Why may semi-synchronous replication be needed?

Hello. In touch Vladislav Rodin. I am currently teaching courses on software architecture and high load software architecture on the OTUS portal. In anticipation of the start of a new course flow “High Load Architect” I decided to write a little copyright material that I want to share with you.


Introduction

Due to the fact that only about 400-700 operations per second can be performed on the HDD (which is incomparable with typical rps falling on a heavily loaded system), the classical disk database is a narrow neck of architecture. Therefore, special attention should be paid to the scaling patterns of this repository.

At the moment there are 2 patterns of base scaling: replication and sharding. Sharding allows you to scale the write operation, and, as a result, reduce the rps for recording per one server in your cluster. Replication allows you to do the same, but with read operations. This article is devoted to this very pattern.

Replication

If you look at replication at a very top-level level, this is a simple thing: you had one server, the data was on it, and then this server ceased to cope with the load of reading this data. You add a couple more servers, synchronize data on all servers, and the user can read from any server in your cluster.

Despite the apparent simplicity, there are several options for classifying various implementations of this scheme:

  • By roles in the cluster (master-master or master-slave)
  • By forwarded objects (row-based, statement-based or mixed)
  • According to the node synchronization mechanism

Today we will deal with the 3rd point.

How transaction is committed

This topic does not directly relate to replication, a separate article can be written on it, however, since without understanding the mechanism of a transaction commit, further reading is useless, let me remind you of the most basic things. A transaction is committed in 3 stages:

  1. Writing a transaction to the database log.
  2. Application of a transaction in a database engine.
  3. Return confirmation to the client about the successful application of the transaction.

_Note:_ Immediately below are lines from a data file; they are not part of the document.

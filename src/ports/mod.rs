//! Ports - Interfaces for external dependencies.
//!
//! Following hexagonal architecture, ports define the contracts between
//! the application and the outside world. Adapters implement these ports.
//!
//! - `KeyValueStore` - Local persisted key space
//! - `AIProvider` - Generative-text service
//! - `PaymentProvider` - Subscription preference creation

mod ai_provider;
mod key_value_store;
mod payment_provider;

pub use ai_provider::{
    AIError, AIProvider, CompletionRequest, CompletionResponse, FinishReason, ProviderInfo,
    ResponseFormat,
};
pub use key_value_store::{keys, KeyValueStore, StoreError};
pub use payment_provider::{PaymentError, PaymentProvider, SubscriptionPreference};
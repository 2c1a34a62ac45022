//! Localization module.
//!
//! The persisted locale preference. UI string tables live outside this crate.

mod locale;

pub use locale::Locale;
//! DisclaimerHandler - first-run disclaimer flag.

use std::sync::Arc;

use crate::domain::foundation::DomainError;
use crate::ports::{keys, KeyValueStore};

/// Handler for the first-run disclaimer.
pub struct DisclaimerHandler {
    store: Arc<dyn KeyValueStore>,
}

impl DisclaimerHandler {
    pub fn new(store: Arc<dyn KeyValueStore>) -> Self {
        Self { store }
    }

    /// True until the user has accepted the disclaimer once.
    pub async fn needs_disclaimer(&self) -> Result<bool, DomainError> {
        let shown = self
            .store
            .contains(keys::DISCLAIMER_SHOWN)
            .await
            .map_err(|e| DomainError::storage(e.to_string()))?;
        Ok(!shown)
    }

    pub async fn accept(&self) -> Result<(), DomainError> {
        self.store
            .set(keys::DISCLAIMER_SHOWN, "true")
            .await
            .map_err(|e| DomainError::storage(e.to_string()))?;

        tracing::debug!("Disclaimer accepted");
        Ok(())
    }
}
//! Adapters - Implementations of port interfaces.
//!
//! Adapters connect the application to external systems:
//! - `ai` - Generative-text providers (Gemini, mock)
//! - `payment` - Payment providers (simulated)
//! - `storage` - Key-value stores (YAML file, in-memory)

pub mod ai;
pub mod payment;
pub mod storage;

Nuances may arise in various databases in this algorithm: for example, in the InnoDB engine of the MySQL database there are 2 logs: one for replication (binary log) and the other for maintaining ACID (undo / redo log), while in PostgreSQL there is one log executing both functions (write ahead log = WAL). But above it is precisely the general concept that allows such nuances to be ignored.

Synchronous (sync) replication

Let’s add the logic for replicating the received changes to the transaction commit algorithm:

  1. Writing a transaction to the database log.
  2. Application of a transaction in a database engine.
  3. Sending data to all replicas.
  4. Receive confirmation from all replicas about the transaction on them.
  5. Return confirmation to the client about the successful application of the transaction.

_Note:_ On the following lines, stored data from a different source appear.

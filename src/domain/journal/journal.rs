//! Ordered collection of journal entries.

use serde::{Deserialize, Serialize};

use super::JournalEntry;

/// The user's journal, newest entry first.
#[derive(Debug, Clone, Default, PartialEq, Eq, Serialize, Deserialize)]
#[serde(transparent)]
pub struct Journal {
    entries: Vec<JournalEntry>,
}

impl Journal {
    pub fn new() -> Self {
        Self::default()
    }

    /// Decodes the persisted JSON list.
    pub fn from_json(raw: &str) -> Result<Self, serde_json::Error> {
        serde_json::from_str(raw)
    }

    /// Encodes the journal as the persisted JSON list.
    pub fn to_json(&self) -> Result<String, serde_json::Error> {
        serde_json::to_string(self)
    }

    /// Adds an entry in front of all existing ones.
    pub fn prepend(&mut self, entry: JournalEntry) {
        self.entries.insert(0, entry);
    }

    /// Removes every entry with `id`. Returns true if something was removed.
    pub fn remove(&mut self, id: &str) -> bool {
        let before = self.entries.len();
        self.entries.retain(|entry| entry.id != id);
        self.entries.len() != before
    }

    pub fn entries(&self) -> &[JournalEntry] {
        &self.entries
    }

    pub fn into_entries(self) -> Vec<JournalEntry> {
        self.entries
    }

    pub fn len(&self) -> usize {
        self.entries.len()
    }

    pub fn is_empty(&self) -> bool {
        self.entries.is_empty()
    }
}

With this approach, we get a number of disadvantages:

  • the client is waiting for changes to be applied to all replicas.
  • as the number of nodes in the cluster increases, we reduce the likelihood that the write operation will succeed.

If everything is more or less clear with the 1st paragraph, then the reasons for the 2nd paragraph should be clarified. If during synchronous replication we don’t get a response from at least one node, we roll back the transaction. Thus, increasing the number of nodes in the cluster, you increase the likelihood that the write operation will fail.

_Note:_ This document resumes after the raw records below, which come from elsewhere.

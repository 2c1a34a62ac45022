//! Payment configuration

use serde::Deserialize;
use std::time::Duration;

use super::error::ValidationError;

/// Payment configuration. Only the simulated provider exists.
#[derive(Debug, Clone, Deserialize)]
pub struct PaymentConfig {
    /// Delay before the simulated provider answers, in milliseconds
    #[serde(default = "default_simulated_delay_ms")]
    pub simulated_delay_ms: u64,
}

impl PaymentConfig {
    pub fn simulated_delay(&self) -> Duration {
        Duration::from_millis(self.simulated_delay_ms)
    }

    /// Validate payment configuration
    pub fn validate(&self) -> Result<(), ValidationError> {
        if self.simulated_delay_ms > 60_000 {
            return Err(ValidationError::PaymentDelayTooLong);
        }
        Ok(())
    }
}

impl Default for PaymentConfig {
    fn default() -> Self {
        Self {
            simulated_delay_ms: default_simulated_delay_ms(),
        }
    }
}

fn default_simulated_delay_ms() -> u64 {
    1500
}

#[cfg(test)]
mod tests {
    use super::*;

    #[test]
    fn test_payment_defaults() {
        let config = PaymentConfig::default();
        assert_eq!(config.simulated_delay(), Duration::from_millis(1500));
        assert!(config.validate().is_ok());
    }

    #[test]
    fn test_zero_delay_is_valid() {
        let config = PaymentConfig {
            simulated_delay_ms: 0,
        };
        assert!(config.validate().is_ok());
    }

    #[test]
    fn test_excessive_delay_is_rejected() {
        let config = PaymentConfig {
            simulated_delay_ms: 120_000,
        };
        assert_eq!(config.validate(), Err(ValidationError::PaymentDelayTooLong));
    }
}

Can we wait for confirmation only from a certain fraction of nodes, for example, from 51% (quorum)? Yes, we can, but in the classical version, confirmation from all nodes is required, because this is how we can ensure the complete consistency of data in the cluster, which is an undoubted advantage of this type of replication.

Async replication

Let’s modify the previous algorithm. We will send data to the replicas “sometime later”, and “sometime later” the changes will be applied on the replicas:

  1. Writing a transaction to the database log.
  2. Application of a transaction in a database engine.
  3. Return confirmation to the client about the successful application of the transaction.
  4. Sending data to replicas and applying changes to them.

This approach leads to the fact that the cluster is fast, because we do not keep the client waiting for the data to reach the replicas and even be communicated.

But the condition of dropping data to replicas “sometime later” can lead to the loss of the transaction, and to the loss of the transaction confirmed to the user, because if the data did not have time to replicate, a confirmation was sent to the client about the success of the operation, and the node to which the changes came flew HDD, we are losing the transaction, which can lead to very unpleasant consequences.

Semisync replication

Finally, we got to semi-synchronous replication. This type of replication is not very known and not very common, but it is of considerable interest, since it can combine the advantages of both synchronous and asynchronous replication.

Let’s try to combine the 2 previous approaches. We will not keep the client for long, but we require that the data be replicated:

  1. Writing a transaction to the database log.
  2. Application of a transaction in a database engine.
  3. Sending data to replicas.
  4. Receive confirmation from the replica about the receipt of changes (they will be applied “sometime later”).
  5. Return confirmation to the client about the successful application of the transaction.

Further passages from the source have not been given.